The revival of the station continues with support from the feds.

It's about time. The $791 million in federal money that Washington state has received to improve the British Columbia-to-Oregon high-speed rail (HSR) corridor will finally get to work, as officials celebrate a “construction kickoff” at Seattle's King Street Station Thursday.

Congressman Jim McDermott, Washington Transportation Secretary Paula Hammond, federal railroad administrator Joe Szabo and Mayor Mike McGinn will headline the event. The occasion's unglamorous substance —the launch of a seismic retrofit for the 1906 station — is secondary: The news is that the corridor upgrades for better passenger service and higher speeds are finally getting underway.

The event will mark only one milestone in the station's slow re-emergence from its near oblivion of the late 1900s. One of two bustling Seattle terminals during the heyday of rail, the station saw its traffic drop to as few as three daily train departures in the early 1990s. With two nine-foot-wide microwave dishes affixed to its roof and a 1960s-vintage drop ceiling hiding its Beaux Arts main hall's ornate coffered ceiling, the structure meanwhile endured decades of architectural humiliation.

Restoration of the building began in 2003. Much architectural TLC has already been applied, and the rehabilitation is to be complete in 2013. The renovation has cost around $30 million to date, and will ultimately cost over $50 million, according to Trevina Wang, who manages the restoration project for the city, which owns the property.

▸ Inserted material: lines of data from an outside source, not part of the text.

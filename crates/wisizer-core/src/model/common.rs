// ── Shared catalogue attributes ──

use serde::{Deserialize, Serialize};

/// A licence tier offered for a hardware SKU.
#[derive(Debug, Clone, PartialEq, Eq, Serialize, Deserialize)]
pub struct LicenseOption {
    /// Tier name, e.g. "Enterprise" or "Advanced".
    pub tier: String,
    /// Licence part number. `x` marks the term-length placeholder.
    pub sku: String,
}

impl LicenseOption {
    pub fn new(tier: impl Into<String>, sku: impl Into<String>) -> Self {
        Self {
            tier: tier.into(),
            sku: sku.into(),
        }
    }
}

/// Vendor documentation for a catalogue entry.
#[derive(Debug, Clone, Default, PartialEq, Eq, Serialize, Deserialize)]
pub struct DocLinks {
    pub datasheet: Option<String>,
    pub installation_guide: Option<String>,
}
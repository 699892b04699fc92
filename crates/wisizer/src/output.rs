//! Output formatting: table, JSON, YAML, plain.
//!
//! Renders data in the format selected by `--output`. Table uses `tabled`,
//! structured formats use serde, plain emits one value per line.

use std::io::{self, IsTerminal, Write};

use owo_colors::OwoColorize;
use tabled::{Table, Tabled, settings::Style};

use crate::cli::{ColorMode, OutputFormat};
use crate::error::CliError;

// ── Color helpers ────────────────────────────────────────────────────

/// Determine whether color output should be enabled.
pub fn should_color(mode: ColorMode) -> bool {
    match mode {
        ColorMode::Always => true,
        ColorMode::Never => false,
        ColorMode::Auto => io::stdout().is_terminal() && std::env::var("NO_COLOR").is_err(),
    }
}

/// Section heading.
pub fn heading(text: &str, color: bool) -> String {
    if color {
        text.bold().cyan().to_string()
    } else {
        text.to_owned()
    }
}

/// Advisory or warning line.
pub fn warning(text: &str, color: bool) -> String {
    if color {
        format!("{} {}", "!".yellow().bold(), text.yellow())
    } else {
        format!("! {text}")
    }
}

/// Survey recommendation, red when a survey is needed.
pub fn notice(text: &str, urgent: bool, color: bool) -> String {
    match (color, urgent) {
        (true, true) => text.red().bold().to_string(),
        (true, false) => text.dimmed().to_string(),
        (false, _) => text.to_owned(),
    }
}

// ── Render dispatchers ───────────────────────────────────────────────

/// Render a list of serde-serializable + tabled items in the chosen format.
///
/// - `table`: uses the `Tabled` derive to build a pretty table
/// - `json` / `json-compact`: serializes the data via serde
/// - `yaml`: serializes via serde_yaml
/// - `plain`: calls `id_fn` on each item to emit one value per line
pub fn render_list<T, R>(
    format: OutputFormat,
    data: &[T],
    to_row: impl Fn(&T) -> R,
    id_fn: impl Fn(&T) -> String,
) -> Result<String, CliError>
where
    T: serde::Serialize,
    R: Tabled,
{
    match format {
        OutputFormat::Table => {
            let rows: Vec<R> = data.iter().map(to_row).collect();
            Ok(render_table(&rows))
        }
        OutputFormat::Json => render_json(data, false),
        OutputFormat::JsonCompact => render_json(data, true),
        OutputFormat::Yaml => render_yaml(data),
        OutputFormat::Plain => Ok(data.iter().map(&id_fn).collect::<Vec<_>>().join("\n")),
    }
}

/// Render a single serde-serializable item in the chosen format.
///
/// Table rendering uses a custom `detail_fn` returning a pre-formatted
/// string, since detail views are built from several tables.
pub fn render_single<T>(
    format: OutputFormat,
    data: &T,
    detail_fn: impl Fn(&T) -> String,
    id_fn: impl Fn(&T) -> String,
) -> Result<String, CliError>
where
    T: serde::Serialize + ?Sized,
{
    match format {
        OutputFormat::Table => Ok(detail_fn(data)),
        OutputFormat::Json => render_json(data, false),
        OutputFormat::JsonCompact => render_json(data, true),
        OutputFormat::Yaml => render_yaml(data),
        OutputFormat::Plain => Ok(id_fn(data)),
    }
}

/// Print the rendered output to stdout, respecting quiet mode.
pub fn print_output(output: &str, quiet: bool) {
    if quiet || output.is_empty() {
        return;
    }
    let mut stdout = io::stdout().lock();
    let _ = writeln!(stdout, "{output}");
}

// ── Key/value detail tables ──────────────────────────────────────────

#[derive(Tabled)]
pub struct Field {
    #[tabled(rename = "Field")]
    pub name: &'static str,
    #[tabled(rename = "Value")]
    pub value: String,
}

pub fn field(name: &'static str, value: impl ToString) -> Field {
    Field {
        name,
        value: value.to_string(),
    }
}

/// Headed two-column table, e.g. for one AP model.
pub fn detail_table(title: &str, fields: &[Field], color: bool) -> String {
    format!("{}\n{}", heading(title, color), render_table(fields))
}

// ── Format-specific renderers ────────────────────────────────────────

pub fn render_table<R: Tabled>(rows: &[R]) -> String {
    Table::new(rows).with(Style::rounded()).to_string()
}

fn render_json<T: serde::Serialize + ?Sized>(data: &T, compact: bool) -> Result<String, CliError> {
    let rendered = if compact {
        serde_json::to_string(data)
    } else {
        serde_json::to_string_pretty(data)
    };
    rendered.map_err(|e| CliError::Render(e.to_string()))
}

fn render_yaml<T: serde::Serialize + ?Sized>(data: &T) -> Result<String, CliError> {
    serde_yaml::to_string(data).map_err(|e| CliError::Render(e.to_string()))
}
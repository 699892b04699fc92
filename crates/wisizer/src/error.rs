//! CLI error types with miette diagnostics.
//!
//! Maps `CoreError` and `ConfigError` into user-facing errors with
//! actionable help text and stable exit codes.

use std::path::PathBuf;

use miette::Diagnostic;
use thiserror::Error;

use wisizer_config::ConfigError;
use wisizer_core::CoreError;

/// Process exit codes.
pub mod exit_code {
    pub const GENERAL: i32 = 1;
    pub const USAGE: i32 = 2;
    pub const NOT_FOUND: i32 = 4;
    pub const CONFIG: i32 = 6;
    pub const CATALOG: i32 = 7;
}

#[derive(Debug, Error, Diagnostic)]
pub enum CliError {
    // ── Input ────────────────────────────────────────────────────────

    #[error("Invalid value for {field}: {reason}")]
    #[diagnostic(code(wisizer::validation))]
    Validation { field: String, reason: String },

    // ── Lookups ──────────────────────────────────────────────────────

    #[error("{resource_type} '{identifier}' not found")]
    #[diagnostic(
        code(wisizer::not_found),
        help("Run: wisizer {list_command} to see available {resource_type}s")
    )]
    NotFound {
        resource_type: String,
        identifier: String,
        list_command: String,
    },

    // ── Configuration ────────────────────────────────────────────────

    #[error("Configuration file not found: {}", path.display())]
    #[diagnostic(
        code(wisizer::no_config),
        help("Create one with: wisizer config init\nOr drop --config to use defaults.")
    )]
    NoConfig { path: PathBuf },

    #[error("Configuration file already exists: {}", path.display())]
    #[diagnostic(
        code(wisizer::config_exists),
        help("Use --force to overwrite it.")
    )]
    ConfigExists { path: PathBuf },

    #[error(transparent)]
    #[diagnostic(
        code(wisizer::config),
        help("Check the config file and WISIZER_* environment variables.")
    )]
    Config(#[from] ConfigError),

    // ── Catalogue ────────────────────────────────────────────────────

    #[error("Could not load catalogue {}", path.display())]
    #[diagnostic(
        code(wisizer::catalog),
        help("Start from the built-in data with: wisizer catalog export > catalog.toml")
    )]
    Catalog {
        path: PathBuf,
        #[source]
        source: CoreError,
    },

    // ── Engine ───────────────────────────────────────────────────────

    #[error(transparent)]
    #[diagnostic(code(wisizer::sizing))]
    Sizing(CoreError),

    // ── Output ───────────────────────────────────────────────────────

    #[error("Failed to render output: {0}")]
    #[diagnostic(code(wisizer::render))]
    Render(String),
}

impl From<CoreError> for CliError {
    fn from(err: CoreError) -> Self {
        match err {
            CoreError::InvalidRequest { field, reason }
            | CoreError::InvalidConstants { field, reason } => Self::Validation { field, reason },
            CoreError::ApModelNotFound { model_id } => Self::NotFound {
                resource_type: "access point".into(),
                identifier: model_id,
                list_command: "catalog aps".into(),
            },
            CoreError::SwitchModelNotFound { model_id } => Self::NotFound {
                resource_type: "switch".into(),
                identifier: model_id,
                list_command: "catalog switches".into(),
            },
            other => Self::Sizing(other),
        }
    }
}

impl CliError {
    /// Map this error to an exit code for process termination.
    pub fn exit_code(&self) -> i32 {
        match self {
            Self::Validation { .. } => exit_code::USAGE,
            Self::NotFound { .. } => exit_code::NOT_FOUND,
            Self::NoConfig { .. } | Self::ConfigExists { .. } | Self::Config(_) => {
                exit_code::CONFIG
            }
            Self::Catalog { .. } => exit_code::CATALOG,
            Self::Sizing(_) | Self::Render(_) => exit_code::GENERAL,
        }
    }
}

#[cfg(test)]
mod tests {
    use super::*;

    #[test]
    fn invalid_request_is_a_usage_error() {
        let err = CliError::from(CoreError::InvalidRequest {
            field: "area_m2".into(),
            reason: "must be a positive number, got 0".into(),
        });
        assert_eq!(err.exit_code(), exit_code::USAGE);
    }

    #[test]
    fn unknown_model_is_not_found() {
        let err = CliError::from(CoreError::ApModelNotFound {
            model_id: "MR99".into(),
        });
        assert_eq!(err.exit_code(), exit_code::NOT_FOUND);
        assert!(err.to_string().contains("MR99"));
    }
}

Passenger train traffic has also rebounded steadily, with eight daily Amtrak departures plus 13 weekday Sounder commuter trains at present.

The HSR money will ultimately underwrite 20 major capital projects as well as the launch of two more King Street train departures to Portland. The projects include construction of new track over 13 miles in Cowlitz County and a bypass of the corridor route between Tacoma and Nisqually, in addition to the King Street work. Five projects will get underway this year.